■ **WHAT YOU NEED TO DO**: Go through the records and report each line in which the word "CaptionError" occurs.
Segment Start: DATA UNDER STUDY
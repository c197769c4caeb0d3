//! Shared HTTP client
//!
//! One `reqwest::Client` serves both the caption API and the OAuth token
//! endpoint:
//! - TLS via rustls
//! - Brotli and Gzip compression (auto-negotiated)
//! - Connection pooling with keep-alive
//! - Bounded connect and request timeouts

use std::time::Duration;

use reqwest::Client;
use tracing::debug;

use crate::error::{CaptionError, Result};

/// User agent sent with every request.
pub const USER_AGENT: &str = concat!("capgrab/", env!("CARGO_PKG_VERSION"));

/// Build the client used for all upstream calls.
pub fn build_client() -> Result<Client> {
    let client = Client::builder()
        .user_agent(USER_AGENT)
        // Keep connections alive for the list -> download sequence
        .pool_max_idle_per_host(4)
        .pool_idle_timeout(Duration::from_secs(90))
        .tcp_keepalive(Duration::from_secs(60))
        .use_rustls_tls()
        .brotli(true)
        .gzip(true)
        .connect_timeout(Duration::from_secs(10))
        .timeout(Duration::from_secs(30))
        .redirect(reqwest::redirect::Policy::limited(10))
        .build()
        .map_err(startup_error)?;

    debug!(user_agent = USER_AGENT, "HTTP client ready");
    Ok(client)
}

/// A client that cannot be built is a startup fault, not a network one.
fn startup_error(err: reqwest::Error) -> CaptionError {
    CaptionError::config(format!("failed to initialize HTTP client: {err}"))
}

#[cfg(test)]
mod tests {
    use super::*;

    #[test]
    fn user_agent_carries_version() {
        assert!(USER_AGENT.starts_with("capgrab/"));
        assert!(USER_AGENT.len() > "capgrab/".len());
    }

    #[test]
    fn builder_failure_is_fatal_configuration_error() {
        let builder_err = Client::new().get("not a url").build().unwrap_err();
        let err = startup_error(builder_err);

        assert!(err.is_fatal());
        assert!(matches!(err, CaptionError::Configuration(_)));
        assert!(err.to_string().starts_with("configuration error: failed to initialize HTTP client"));
    }

    #[test]
    fn client_builds_offline() {
        assert!(build_client().is_ok());
    }
}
Segment End: DATA UNDER STUDY
■ **WRITTEN ANSWER**:
use crate::error::{CaptionError, Result};
fn startup_error(err: reqwest::Error) -> CaptionError {
    CaptionError::config(format!("failed to initialize HTTP client: {err}"))
        assert!(matches!(err, CaptionError::Configuration(_)));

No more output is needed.